Earth Day poster

The thought of Earth Day brings to mind images of community members planting trees and children learning about the importance and value of the natural world. While this might be true today, few Americans realize that the first Earth Day was a much more dramatic national event. In the midst of the Vietnam War, college campuses across the country were ablaze with anti-war protests and teach-ins, or informal lectures and discussions.

Founding Father

Wisconsin Senator and lifelong environmentalist Gaylord Nelson saw an opportunity to redirect the highly vocal force of American academics and young adults to yet another national crisis –the severity of environmental degradation that people had come to accept as normal.

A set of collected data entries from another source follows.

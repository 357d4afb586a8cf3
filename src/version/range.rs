//! Version range expressions.

use super::Version;
use crate::core::{ProjectUtilError, Result};
use std::fmt;
use std::str::FromStr;

/// One end of an interval range.
#[derive(Debug, Clone, PartialEq, Eq)]
pub struct Bound {
    /// Boundary version
    pub version: Version,
    /// Whether the boundary version itself is part of the range
    pub inclusive: bool,
}

/// A parsed version range.
///
/// Either a single exact version or an interval with independently
/// inclusive or exclusive ends. An interval always satisfies
/// `low.version <= high.version`; [`VersionRange::parse`] rejects inverted
/// input.
#[derive(Debug, Clone, PartialEq, Eq)]
pub enum VersionRange {
    /// Matches exactly one version
    Exact(Version),
    /// Matches versions between two bounds
    Interval {
        /// Lower bound
        low: Bound,
        /// Upper bound
        high: Bound,
    },
}

impl VersionRange {
    /// Parse a range expression.
    ///
    /// Text without brackets is an exact version. Bracketed text must have the
    /// form `{[|(}low,high{]|)}`; whitespace around the expression and around
    /// each bound is ignored.
    ///
    /// # Errors
    ///
    /// Returns [`ProjectUtilError::RangeParse`] for missing or unbalanced
    /// brackets, a missing or repeated comma, unparsable bounds, or a lower
    /// bound greater than the upper bound.
    ///
    /// # Examples
    ///
    /// ```rust
    /// use project_util::version::{Version, VersionRange};
    ///
    /// let range = VersionRange::parse("[0.3, 0.4)")?;
    /// assert!(range.includes(&Version::parse("0.3.7")?));
    /// assert!(!range.includes(&Version::parse("0.4")?));
    /// # Ok::<(), project_util::core::ProjectUtilError>(())
    /// ```
    pub fn parse(input: &str) -> Result<Self> {
        let invalid = |reason: String| ProjectUtilError::RangeParse {
            range: input.to_string(),
            reason,
        };

        let text = input.trim();
        if text.is_empty() {
            return Err(invalid("range is empty".to_string()));
        }

        let low_inclusive = match text.chars().next() {
            Some('[') => true,
            Some('(') => false,
            _ => {
                if text.contains(['[', ']', '(', ')', ',']) {
                    return Err(invalid("unbalanced brackets".to_string()));
                }
                let version = Version::parse(text).map_err(|e| invalid(reason_of(e)))?;
                return Ok(Self::Exact(version));
            }
        };

        let high_inclusive = match text.chars().last() {
            Some(']') if text.len() > 1 => true,
            Some(')') if text.len() > 1 => false,
            _ => return Err(invalid("missing closing ']' or ')'".to_string())),
        };

        let inner = &text[1..text.len() - 1];
        if inner.contains(['[', ']', '(', ')']) {
            return Err(invalid("unbalanced brackets".to_string()));
        }

        let (low, high) =
            inner.split_once(',').ok_or_else(|| invalid("missing ',' between bounds".to_string()))?;
        if high.contains(',') {
            return Err(invalid("expected exactly one ',' between bounds".to_string()));
        }

        let low = Version::parse(low)
            .map_err(|e| invalid(format!("invalid lower bound: {}", reason_of(e))))?;
        let high = Version::parse(high)
            .map_err(|e| invalid(format!("invalid upper bound: {}", reason_of(e))))?;

        if low > high {
            return Err(invalid(format!("lower bound {low} is greater than upper bound {high}")));
        }

        Ok(Self::Interval {
            low: Bound {
                version: low,
                inclusive: low_inclusive,
            },
            high: Bound {
                version: high,
                inclusive: high_inclusive,
            },
        })
    }

    /// Whether `version` lies within this range.
    #[must_use]
    pub fn includes(&self, version: &Version) -> bool {
        match self {
            Self::Exact(exact) => exact == version,
            Self::Interval { low, high } => {
                let above_low = if low.inclusive {
                    version >= &low.version
                } else {
                    version > &low.version
                };
                let below_high = if high.inclusive {
                    version <= &high.version
                } else {
                    version < &high.version
                };
                above_low && below_high
            }
        }
    }
}

fn reason_of(error: ProjectUtilError) -> String {
    match error {
        ProjectUtilError::VersionParse { version, reason } => format!("'{version}': {reason}"),
        other => other.to_string(),
    }
}

impl FromStr for VersionRange {
    type Err = ProjectUtilError;

    fn from_str(s: &str) -> Result<Self> {
        Self::parse(s)
    }
}

impl fmt::Display for VersionRange {
    fn fmt(&self, f: &mut fmt::Formatter<'_>) -> fmt::Result {
        match self {
            Self::Exact(version) => write!(f, "{version}"),
            Self::Interval { low, high } => write!(
                f,
                "{}{},{}{}",
                if low.inclusive { '[' } else { '(' },
                low.version,
                high.version,
                if high.inclusive { ']' } else { ')' }
            ),
        }
    }
}
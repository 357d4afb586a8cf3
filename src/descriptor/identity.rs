//! Artifact identity tuple.

use std::fmt;

/// Packaging of every identity read from a build descriptor.
pub const PACKAGING: &str = "pom";

/// The `(group, artifact, version)` tuple that names a descriptor artifact.
///
/// Values are kept exactly as they appear in the descriptor. When an
/// identity is read from a child's parent reference, `version` may be a
/// version range rather than a single version.
#[derive(Debug, Clone, PartialEq, Eq, Hash)]
pub struct Identity {
    group: String,
    artifact: String,
    version: String,
}

impl Identity {
    /// Create an identity from its three components.
    pub fn new(
        group: impl Into<String>,
        artifact: impl Into<String>,
        version: impl Into<String>,
    ) -> Self {
        Self {
            group: group.into(),
            artifact: artifact.into(),
            version: version.into(),
        }
    }

    /// Group identifier (`groupId`).
    #[must_use]
    pub fn group(&self) -> &str {
        &self.group
    }

    /// Artifact identifier (`artifactId`).
    #[must_use]
    pub fn artifact(&self) -> &str {
        &self.artifact
    }

    /// Version text, or version range for a parent reference.
    #[must_use]
    pub fn version(&self) -> &str {
        &self.version
    }

    /// Always [`PACKAGING`].
    #[must_use]
    pub const fn packaging(&self) -> &'static str {
        PACKAGING
    }

    /// Whether both identities name the same artifact, ignoring version.
    ///
    /// Comparison is exact and case-sensitive.
    #[must_use]
    pub fn same_name(&self, other: &Self) -> bool {
        self.group == other.group && self.artifact == other.artifact
    }
}

impl fmt::Display for Identity {
    fn fmt(&self, f: &mut fmt::Formatter<'_>) -> fmt::Result {
        write!(f, "{}:{}:{}:{}", self.group, self.artifact, PACKAGING, self.version)
    }
}
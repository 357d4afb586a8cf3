//! project-util command-line entry point.

use anyhow::Result;
use clap::Parser;
use project_util::cli;
use project_util::core::error::user_friendly_error;

#[tokio::main]
async fn main() -> Result<()> {
    // Parse CLI arguments
    let cli = cli::Cli::parse();

    // Set up colored output for Windows
    #[cfg(windows)]
    colored::control::set_virtual_terminal(true).ok();

    match cli.execute().await {
        Ok(()) => Ok(()),
        Err(e) => {
            let error_ctx = user_friendly_error(e);
            error_ctx.display();
            std::process::exit(1);
        }
    }
}
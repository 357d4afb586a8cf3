//! `verify-file`: verify a file, optionally repairing it.

use crate::config::Settings;
use crate::integrity::{Fetcher, IntegrityOutcome, IntegrityRequest, verify_or_repair};
use anyhow::Result;
use clap::Args;
use colored::Colorize;
use std::path::PathBuf;

/// Verify a file against the checksum published at `--cksum-url`.
#[derive(Args, Debug)]
pub struct VerifyFileCommand {
    /// Local file to verify
    #[arg(long, value_name = "FILE")]
    pub file_path: PathBuf,

    /// URL of the reference checksum (`file://`, `http://` or `https://`)
    #[arg(long, value_name = "URL")]
    pub cksum_url: String,

    /// URL of the reference copy of the file
    #[arg(long, value_name = "URL")]
    pub ref_url: Option<String>,

    /// Replace the file from `--ref-url` instead of failing on mismatch
    #[arg(long)]
    pub replace_on_fail: bool,
}

impl VerifyFileCommand {
    fn request(&self) -> IntegrityRequest {
        IntegrityRequest {
            file: self.file_path.clone(),
            checksum_url: self.cksum_url.clone(),
            reference_url: self.ref_url.clone(),
            replace_on_fail: self.replace_on_fail,
        }
    }

    pub async fn execute(self, settings: &Settings) -> Result<()> {
        let fetcher = Fetcher::new(settings.fetch_timeout)?;

        match verify_or_repair(&self.request(), &fetcher).await? {
            IntegrityOutcome::Verified => {
                println!("{} {} matches its checksum", "✓".green(), self.file_path.display());
            }
            IntegrityOutcome::Replaced { path } => {
                eprintln!(
                    "{} {} did not match its checksum and was replaced",
                    "warning:".yellow().bold(),
                    path.display()
                );
            }
        }
        Ok(())
    }
}
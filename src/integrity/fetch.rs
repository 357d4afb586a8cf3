//! Retrieval of checksums and reference copies.
//!
//! Supported schemes are `file`, `http` and `https`. HTTP requests are bounded
//! by the configured timeout and are not retried.

use crate::core::{ProjectUtilError, Result};
use reqwest::Url;
use std::time::Duration;
use tracing::debug;

/// Fetches URL content for the integrity workflow.
#[derive(Debug, Clone)]
pub struct Fetcher {
    client: reqwest::Client,
    timeout: Duration,
}

impl Fetcher {
    /// Create a fetcher whose HTTP requests time out after `timeout`.
    ///
    /// # Errors
    ///
    /// [`ProjectUtilError::ConfigError`] if the HTTP client cannot be built.
    pub fn new(timeout: Duration) -> Result<Self> {
        let client = reqwest::Client::builder()
            .timeout(timeout)
            .user_agent(concat!(env!("CARGO_PKG_NAME"), "/", env!("CARGO_PKG_VERSION")))
            .build()
            .map_err(|e| ProjectUtilError::ConfigError {
                message: format!("Failed to build HTTP client: {e}"),
            })?;
        Ok(Self::with_client(client, timeout))
    }

    /// Use an existing client. `timeout` is only used to report timeouts; the
    /// client's own settings decide when a request gives up.
    #[must_use]
    pub const fn with_client(client: reqwest::Client, timeout: Duration) -> Self {
        Self {
            client,
            timeout,
        }
    }

    /// Fetch `url` as raw bytes.
    ///
    /// # Errors
    ///
    /// - [`ProjectUtilError::UnsupportedUrl`] for malformed URLs or other schemes
    /// - [`ProjectUtilError::FetchTimeout`] when an HTTP request times out
    /// - [`ProjectUtilError::NetworkError`] for unreadable files, connection
    ///   failures and non-success HTTP statuses
    pub async fn fetch_bytes(&self, url: &str) -> Result<Vec<u8>> {
        let parsed = Url::parse(url).map_err(|e| ProjectUtilError::UnsupportedUrl {
            url: url.to_string(),
            reason: e.to_string(),
        })?;

        debug!("Fetching {}", url);
        match parsed.scheme() {
            "file" => self.fetch_file(url, &parsed).await,
            "http" | "https" => self.fetch_http(url, parsed).await,
            other => Err(ProjectUtilError::UnsupportedUrl {
                url: url.to_string(),
                reason: format!("scheme '{other}' is not supported"),
            }),
        }
    }

    /// Fetch `url` as UTF-8 text.
    ///
    /// # Errors
    ///
    /// As [`Fetcher::fetch_bytes`], plus [`ProjectUtilError::NetworkError`]
    /// when the content is not valid UTF-8.
    pub async fn fetch_text(&self, url: &str) -> Result<String> {
        let bytes = self.fetch_bytes(url).await?;
        String::from_utf8(bytes).map_err(|_| ProjectUtilError::NetworkError {
            url: url.to_string(),
            reason: "content is not valid UTF-8".to_string(),
        })
    }

    async fn fetch_file(&self, url: &str, parsed: &Url) -> Result<Vec<u8>> {
        let path = parsed.to_file_path().map_err(|()| ProjectUtilError::UnsupportedUrl {
            url: url.to_string(),
            reason: "not a local file path".to_string(),
        })?;

        tokio::fs::read(&path).await.map_err(|e| ProjectUtilError::NetworkError {
            url: url.to_string(),
            reason: e.to_string(),
        })
    }

    async fn fetch_http(&self, url: &str, parsed: Url) -> Result<Vec<u8>> {
        let failed = |e: reqwest::Error| {
            if e.is_timeout() {
                ProjectUtilError::FetchTimeout {
                    url: url.to_string(),
                    timeout_secs: self.timeout.as_secs(),
                }
            } else {
                ProjectUtilError::NetworkError {
                    url: url.to_string(),
                    reason: e.to_string(),
                }
            }
        };

        let response = self.client.get(parsed).send().await.map_err(failed)?;

        let status = response.status();
        if !status.is_success() {
            return Err(ProjectUtilError::NetworkError {
                url: url.to_string(),
                reason: format!("HTTP {status}"),
            });
        }

        let body = response.bytes().await.map_err(failed)?;
        debug!("Fetched {} bytes from {}", body.len(), url);
        Ok(body.to_vec())
    }
}
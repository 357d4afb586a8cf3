//! `gen-cksum`: print a file's checksum.

use crate::integrity::compute_checksum;
use anyhow::Result;
use clap::Args;
use std::path::PathBuf;

/// Print the uppercase MD5 checksum of a file on stdout.
///
/// The output is exactly the digest, so it can be redirected into the
/// checksum file that `verify-file` later reads.
#[derive(Args, Debug)]
pub struct GenCksumCommand {
    /// File to checksum
    #[arg(long, value_name = "FILE")]
    pub file_path: PathBuf,
}

impl GenCksumCommand {
    pub async fn execute(self) -> Result<()> {
        let digest = compute_checksum(&self.file_path).await?;
        println!("{digest}");
        Ok(())
    }
}
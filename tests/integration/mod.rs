//! Integration test suite for project-util
//!
//! End-to-end tests that run the real binary against temporary workspaces.
//!
//! # Running Integration Tests
//!
//! ```bash
//! cargo test --test integration
//! ```
//!
//! # Test Organization
//!
//! - **check_version**: Version range checks and error output
//! - **check_parent_pom**: Parent reference checks against a local repository
//! - **gen_cksum**: Checksum generation
//! - **verify_file**: Verification, reference copies and replacement
//! - **settings**: Dev mode, environment variables and config files

// Shared test utilities (from parent tests/ directory)
#[path = "../common/mod.rs"]
mod common;
#[path = "../fixtures/mod.rs"]
mod fixtures;

mod check_parent_pom;
mod check_version;
mod gen_cksum;
mod settings;
mod verify_file;
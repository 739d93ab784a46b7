//!
//! ## Rule Compiler
//!
//! Turns the rules of one mode into a single combined pattern
//! and the dispatch table that tells which rule fired.
//!
//! Every rule variant becomes one top-level alternative, wrapped
//! in its own capture group:
//!
//! ```text
//! (ws)|(number)|((?:if|else)\b)|(\w+)
//! ```
//!
//! The groups *inside* a variant come right after its wrapper,
//! so a variant owns the contiguous slots `start..start + width`,
//! where `width` counts the wrapper plus the variant's own groups.
//!

pub mod modes;

use std::{
    collections::{BTreeMap, HashSet},
    sync::Arc,
};

use regex_automata::{
    meta::Regex,
    util::{captures::Captures, syntax},
    Span,
};

pub use self::modes::{Mode, ModeTable};
use crate::{
    error::ConfigError,
    rules::{Groups, LineBreaks, Rule, Transition, ValueFn},
};

///
/// Index of a compiled mode in its [ModeTable].
///
pub type ModeId = usize;

///
/// What the active mode does after a rule fires,
/// with mode names already resolved.
///
#[derive(Debug, Clone, Copy, PartialEq, Eq)]
pub enum Jump {
    Stay,
    Switch(ModeId),
    Push(ModeId),
    Pop,
}

///
/// The capture slots belonging to one variant of a rule.
///
#[derive(Debug, Clone, PartialEq, Eq)]
pub struct Slot {
    ///
    /// Index of the group wrapping the whole variant.
    ///
    pub start: usize,

    ///
    /// The wrapper plus every group inside the variant.
    ///
    pub width: usize,

    ///
    /// Named groups, with their index relative to `start`.
    ///
    pub names: Vec<(String, usize)>,
}

impl Slot {
    ///
    /// The groups of this variant, as seen by a value function.
    ///
    pub(crate) fn groups<'b>(&'b self, buffer: &'b str, caps: &Captures) -> Groups<'b> {
        let text = |relative: usize| {
            caps.get_group(self.start + relative)
                .map(|span| &buffer[span.start..span.end])
        };

        if self.names.is_empty() {
            return Groups::Positional((1..self.width).map(text).collect());
        }

        Groups::Named(
            self.names
                .iter()
                .map(|(name, relative)| (name.as_str(), text(*relative)))
                .collect::<BTreeMap<_, _>>(),
        )
    }
}

///
/// Everything the scanner needs to know about one rule.
///
#[derive(Debug, Clone)]
pub struct DispatchEntry {
    pub kind: Arc<str>,
    pub slots: Vec<Slot>,
    pub discard: bool,
    pub error: bool,
    pub line_breaks: LineBreaks,
    pub jump: Jump,
    pub value: Option<ValueFn>,
}

impl DispatchEntry {
    ///
    /// Whether this rule changes the active mode when it fires.
    ///
    pub fn transitions(&self) -> bool {
        self.jump != Jump::Stay
    }
}

///
/// The rules of one mode, compiled.
///
#[derive(Debug, Clone)]
pub struct CompiledMode {
    pub(crate) name: Arc<str>,
    pub(crate) regex: Regex,
    pub(crate) pattern: String,
    pub(crate) dispatch: Vec<DispatchEntry>,
}

impl CompiledMode {
    ///
    /// Compiles `rules` under the mode `name`.
    ///
    /// Transition targets are looked up with `resolve`.
    ///
    pub fn compile(
        name: &str,
        rules: &[Rule],
        resolve: impl Fn(&str) -> Option<ModeId>,
    ) -> Result<Self, ConfigError> {
        if rules.is_empty() {
            return Err(ConfigError::EmptyMode(name.to_string()));
        }

        let mut seen = HashSet::new();
        let mut alternatives = vec![];
        let mut dispatch = vec![];

        // Group 0 is the whole match.
        let mut next_slot = 1;

        for rule in rules {
            if !seen.insert(rule.name.clone()) {
                return Err(ConfigError::DuplicateRule {
                    rule: rule.name.to_string(),
                    mode: name.to_string(),
                });
            }

            if rule.variants.is_empty() {
                return Err(ConfigError::MalformedRule {
                    rule: rule.name.to_string(),
                    reason: "a rule needs at least one pattern",
                });
            }

            let mut slots = vec![];
            for variant in &rule.variants {
                let fragment =
                    variant
                        .to_fragment()
                        .map_err(|reason| ConfigError::MalformedRule {
                            rule: rule.name.to_string(),
                            reason,
                        })?;

                let parsed = regex::Regex::new(&fragment).map_err(|source| {
                    ConfigError::InvalidPattern {
                        rule: rule.name.to_string(),
                        source,
                    }
                })?;

                let names = parsed
                    .capture_names()
                    .enumerate()
                    .filter_map(|(i, name)| name.map(|name| (name.to_string(), i)))
                    .collect();

                let slot = Slot {
                    start: next_slot,
                    width: parsed.captures_len(),
                    names,
                };
                next_slot += slot.width;

                if rule.options.word_bound {
                    alternatives.push(format!(r"((?:{fragment})\b)"));
                } else {
                    alternatives.push(format!("({fragment})"));
                }
                slots.push(slot);
            }

            let options = &rule.options;
            let unknown = |mode: &str| ConfigError::UnknownMode {
                rule: rule.name.to_string(),
                mode: mode.to_string(),
            };

            let jump = match &options.transition {
                Transition::None => Jump::Stay,
                Transition::Pop => Jump::Pop,
                Transition::SwitchTo(mode) => {
                    Jump::Switch(resolve(mode).ok_or_else(|| unknown(mode))?)
                }
                Transition::Push(mode) => Jump::Push(resolve(mode).ok_or_else(|| unknown(mode))?),
            };

            dispatch.push(DispatchEntry {
                kind: rule.name.clone(),
                slots,
                discard: options.discard,
                error: options.error,
                line_breaks: options.line_breaks,
                jump,
                value: options.value.clone(),
            });
        }

        let pattern = alternatives.join("|");
        let regex = Regex::builder()
            .syntax(syntax::Config::new().multi_line(true).crlf(true))
            .build(&pattern)
            .map_err(|source| ConfigError::Build {
                mode: name.to_string(),
                source,
            })?;

        if regex.captures_len() != next_slot {
            return Err(ConfigError::SlotMismatch {
                mode: name.to_string(),
                expected: next_slot,
                found: regex.captures_len(),
            });
        }

        Ok(Self {
            name: name.into(),
            regex,
            pattern,
            dispatch,
        })
    }

    pub fn name(&self) -> &str {
        &self.name
    }

    ///
    /// The combined pattern, as handed to the regex engine.
    ///
    pub fn pattern(&self) -> &str {
        &self.pattern
    }

    pub fn rules(&self) -> impl Iterator<Item = &DispatchEntry> {
        self.dispatch.iter()
    }

    ///
    /// Finds the rule (and variant) behind a successful search,
    /// with the span it matched.
    ///
    /// Entries are walked in declaration order, so the
    /// first declared rule wins.
    ///
    pub(crate) fn dispatch(&self, caps: &Captures) -> Option<(&DispatchEntry, usize, Span)> {
        self.dispatch.iter().find_map(|entry| {
            entry
                .slots
                .iter()
                .enumerate()
                .find_map(|(variant, slot)| {
                    caps.get_group(slot.start).map(|span| (variant, span))
                })
                .map(|(variant, span)| (entry, variant, span))
        })
    }
}

#[cfg(test)]
mod tests {
    use regex_automata::{Anchored, Input};

    use super::{CompiledMode, Jump, ModeId, Slot};
    use crate::{
        error::ConfigError,
        rules::{Groups, Match, Rule},
    };

    fn no_modes(_: &str) -> Option<ModeId> {
        None
    }

    #[test]
    fn slots_are_contiguous() -> anyhow::Result<()> {
        let mode = CompiledMode::compile(
            "main",
            &[
                Rule::regex("pair", r"(\d)-(\d)"),
                Rule::variants("num", [Match::regex(r"0x([0-9a-f]+)"), Match::regex(r"\d+")]),
                Rule::regex("named", r"(?<left>\w)=(?<right>\w)"),
            ],
            no_modes,
        )?;

        let slots = mode
            .rules()
            .flat_map(|entry| entry.slots.iter().cloned())
            .collect::<Vec<_>>();

        assert_eq!(
            slots,
            vec![
                Slot { start: 1, width: 3, names: vec![] },
                Slot { start: 4, width: 2, names: vec![] },
                Slot { start: 6, width: 1, names: vec![] },
                Slot {
                    start: 7,
                    width: 3,
                    names: vec![("left".to_string(), 1), ("right".to_string(), 2)]
                },
            ]
        );
        assert_eq!(mode.regex.captures_len(), 10);

        Ok(())
    }

    #[test]
    fn dispatch_picks_the_first_rule() -> anyhow::Result<()> {
        let mode = CompiledMode::compile(
            "main",
            &[
                Rule::regex("pair", r"(\d)-(\d)"),
                Rule::variants("num", [Match::regex(r"0x([0-9a-f]+)"), Match::regex(r"\d+")]),
            ],
            no_modes,
        )?;

        let buffer = "1-2 0xff 42";
        let mut caps = mode.regex.create_captures();
        let mut at = |offset: usize| {
            let input = Input::new(buffer)
                .span(offset..buffer.len())
                .anchored(Anchored::Yes);
            mode.regex.search_captures(&input, &mut caps);
            mode.dispatch(&caps)
                .map(|(entry, variant, span)| {
                    let groups = entry.slots[variant].groups(buffer, &caps);
                    (entry.kind.to_string(), variant, span.start..span.end, groups)
                })
        };

        assert_eq!(
            at(0),
            Some((
                "pair".to_string(),
                0,
                0..3,
                Groups::Positional(vec![Some("1"), Some("2")])
            ))
        );
        assert_eq!(
            at(4),
            Some(("num".to_string(), 0, 4..8, Groups::Positional(vec![Some("ff")])))
        );
        assert_eq!(
            at(9),
            Some(("num".to_string(), 1, 9..11, Groups::Positional(vec![])))
        );

        // Anchored: never skips ahead.
        assert_eq!(at(3), None);

        Ok(())
    }

    #[test]
    fn named_groups_are_keyed_by_name() -> anyhow::Result<()> {
        let mode = CompiledMode::compile(
            "main",
            &[
                Rule::regex("pair", r"(\d)-(\d)"),
                Rule::regex("assign", r"(?<left>\w+)=(?<right>\w+)?;"),
            ],
            no_modes,
        )?;

        let buffer = "x=;";
        let mut caps = mode.regex.create_captures();
        let input = Input::new(buffer).anchored(Anchored::Yes);
        mode.regex.search_captures(&input, &mut caps);

        let Some((entry, variant, _)) = mode.dispatch(&caps) else {
            anyhow::bail!("nothing matched");
        };

        assert_eq!(&*entry.kind, "assign");
        assert_eq!(
            entry.slots[variant].groups(buffer, &caps),
            Groups::Named([("left", Some("x")), ("right", None)].into_iter().collect())
        );

        Ok(())
    }

    #[test]
    fn transitions_are_resolved() -> anyhow::Result<()> {
        let resolve = |mode: &str| (mode == "string").then_some(1);
        let mode = CompiledMode::compile(
            "main",
            &[
                Rule::literal("quote", "\"").push("string"),
                Rule::literal("close", ")").pop(),
                Rule::literal("word", "w"),
            ],
            resolve,
        )?;

        let jumps = mode.rules().map(|entry| entry.jump).collect::<Vec<_>>();
        assert_eq!(jumps, vec![Jump::Push(1), Jump::Pop, Jump::Stay]);

        let unknown = CompiledMode::compile(
            "main",
            &[Rule::literal("quote", "\"").switch_to("nowhere")],
            resolve,
        );
        assert!(matches!(
            unknown,
            Err(ConfigError::UnknownMode { mode, .. }) if mode == "nowhere"
        ));

        Ok(())
    }

    #[test]
    fn malformed_tables() {
        assert!(matches!(
            CompiledMode::compile("main", &[], no_modes),
            Err(ConfigError::EmptyMode(_))
        ));

        assert!(matches!(
            CompiledMode::compile(
                "main",
                &[Rule::variants("none", Vec::<Match>::new())],
                no_modes
            ),
            Err(ConfigError::MalformedRule { .. })
        ));

        assert!(matches!(
            CompiledMode::compile(
                "main",
                &[Rule::literal("a", "a"), Rule::literal("a", "b")],
                no_modes
            ),
            Err(ConfigError::DuplicateRule { .. })
        ));

        assert!(matches!(
            CompiledMode::compile("main", &[Rule::regex("bad", "(")], no_modes),
            Err(ConfigError::InvalidPattern { .. })
        ));

        assert!(matches!(
            CompiledMode::compile(
                "main",
                &[Rule::regex("a", "(?<x>a)"), Rule::regex("b", "(?<x>b)")],
                no_modes
            ),
            Err(ConfigError::Build { .. })
        ));
    }
}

Realizing the true effectiveness of the teach-in format, Nelson advocated its application to the new environmental movement that was sweeping the nation thanks to Rachel Carson’s bestselling book Silent Spring. To ensure that the most student and faculty members could participate, Nelson carefully selected April 22, poised between spring break and final exams, to be the official Earth Day.

The first Earth Day in 1970 saw many different forms of protest. Events ranged from lectures and nature walks to more dramatic displays such as mock trials for big time polluters and ‘dump-ins’ where students collected litter and relocated it to the doorsteps of city halls and manufacturing facilities.

Earth Day banded together many independent groups that focused specific environmental issues into one major force working together to improve the world we live in.

Since its inception, Earth Day has been considered both a success and the birth of the modern environmental movement due to its huge impacts on American environmental politics.

Because of the efforts of many participating activists, the Environmental Protection Agency was established on December 2, 1970 and with it followed the passage of the Clean Water (1972), Clean Air (1973), Endangered Species (1973) Acts, and countless other environmental protection regulations.

In 1990, Earth Day went international, which led to the 1992 United Nations Earth Summit in Rio de Janeiro, and in 2000 the UN addressed global issues such as climate change and clean energy.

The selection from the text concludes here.